### Your assignment
Please give, word for word, the line containing "assert_eq!(cell.get(), 800);" and every line that comes after it in the data below.

### Extracted records
------
//! Reactive state cells.
//!
//! A cell holds one value and notifies subscribers whenever it changes.
//! Reads always see the latest value; updates are read-modify-write against
//! that value, never against a stale copy.

use std::sync::{Arc, Mutex, PoisonError};

use tokio::sync::watch;

use partysheet_domain::{Character, SharedScore};

/// Shared handle to a reactive value. Clones address the same cell.
#[derive(Debug)]
pub struct StateCell<T> {
    tx: Arc<watch::Sender<T>>,
    /// Serializes read-modify-write cycles.
    updates: Arc<Mutex<()>>,
}

impl<T> Clone for StateCell<T> {
    fn clone(&self) -> Self {
        Self {
            tx: Arc::clone(&self.tx),
            updates: Arc::clone(&self.updates),
        }
    }
}

impl<T: Clone + PartialEq> StateCell<T> {
    pub fn new(initial: T) -> Self {
        let (tx, _rx) = watch::channel(initial);
        Self {
            tx: Arc::new(tx),
            updates: Arc::new(Mutex::new(())),
        }
    }

    /// Snapshot of the current value.
    pub fn get(&self) -> T {
        self.tx.borrow().clone()
    }

    /// Reads the current value without cloning it.
    pub fn read<R>(&self, f: impl FnOnce(&T) -> R) -> R {
        f(&self.tx.borrow())
    }

    /// Computes the next value from the current one.
    ///
    /// On `Ok((next, extra))` the value is replaced (subscribers are woken
    /// only if it actually changed) and `extra` is returned. On `Err` the
    /// value is left untouched.
    pub fn try_update<X, E>(
        &self,
        f: impl FnOnce(&T) -> Result<(T, X), E>,
    ) -> Result<X, E> {
        let _serial = self.updates.lock().unwrap_or_else(PoisonError::into_inner);
        let (next, extra) = self.read(f)?;
        self.tx.send_if_modified(|current| {
            if *current == next {
                return false;
            }
            *current = next;
            true
        });
        Ok(extra)
    }

    /// Receiver that resolves `changed()` on every modification.
    pub fn subscribe(&self) -> watch::Receiver<T> {
        self.tx.subscribe()
    }
}

/// One character's sheet.
pub type CharacterCell = StateCell<Character>;

/// The party-wide score.
pub type ScoreCell = StateCell<SharedScore>;

#[cfg(test)]
mod tests {
    use super::*;

    #[test]
    fn update_is_visible_to_every_clone() {
        let cell = StateCell::new(1u32);
        let other = cell.clone();

        let doubled: Result<u32, ()> = cell.try_update(|v| Ok((v + 1, v * 2)));
        assert_eq!(doubled, Ok(2));
        assert_eq!(other.get(), 2);
    }

    #[test]
    fn failed_update_leaves_value_untouched() {
        let cell = StateCell::new(5i32);
        let result: Result<(), &str> = cell.try_update(|_| Err("nope"));
        assert_eq!(result, Err("nope"));
        assert_eq!(cell.get(), 5);
    }

    #[test]
    fn concurrent_updates_are_never_lost() {
        let cell = StateCell::new(0u32);
        let workers: Vec<_> = (0..8)
            .map(|_| {
                let cell = cell.clone();
                std::thread::spawn(move || {
                    for _ in 0..100 {
                        let _: Result<(), ()> = cell.try_update(|v| Ok((v + 1, ())));
                    }
                })
            })
            .collect();
        for worker in workers {
            worker.join().expect("worker");
        }
        assert_eq!(cell.get(), 800);
    }

    #[tokio::test]
    async fn subscribers_are_notified_only_on_real_changes() {
        let cell = StateCell::new(String::from("a"));
        let mut rx = cell.subscribe();

        let _: Result<(), ()> = cell.try_update(|v| Ok((v.clone(), ())));
        assert!(!rx.has_changed().expect("sender alive"));

        let _: Result<(), ()> = cell.try_update(|_| Ok(("b".to_string(), ())));
        assert!(rx.has_changed().expect("sender alive"));
        assert_eq!(*rx.borrow_and_update(), "b");
    }
}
------
### Answer below
        assert_eq!(cell.get(), 800);
    }

    #[tokio::test]
    async fn subscribers_are_notified_only_on_real_changes() {
        let cell = StateCell::new(String::from("a"));
        let mut rx = cell.subscribe();

        let _: Result<(), ()> = cell.try_update(|v| Ok((v.clone(), ())));
        assert!(!rx.has_changed().expect("sender alive"));

        let _: Result<(), ()> = cell.try_update(|_| Ok(("b".to_string(), ())));
        assert!(rx.has_changed().expect("sender alive"));
        assert_eq!(*rx.borrow_and_update(), "b");
    }
}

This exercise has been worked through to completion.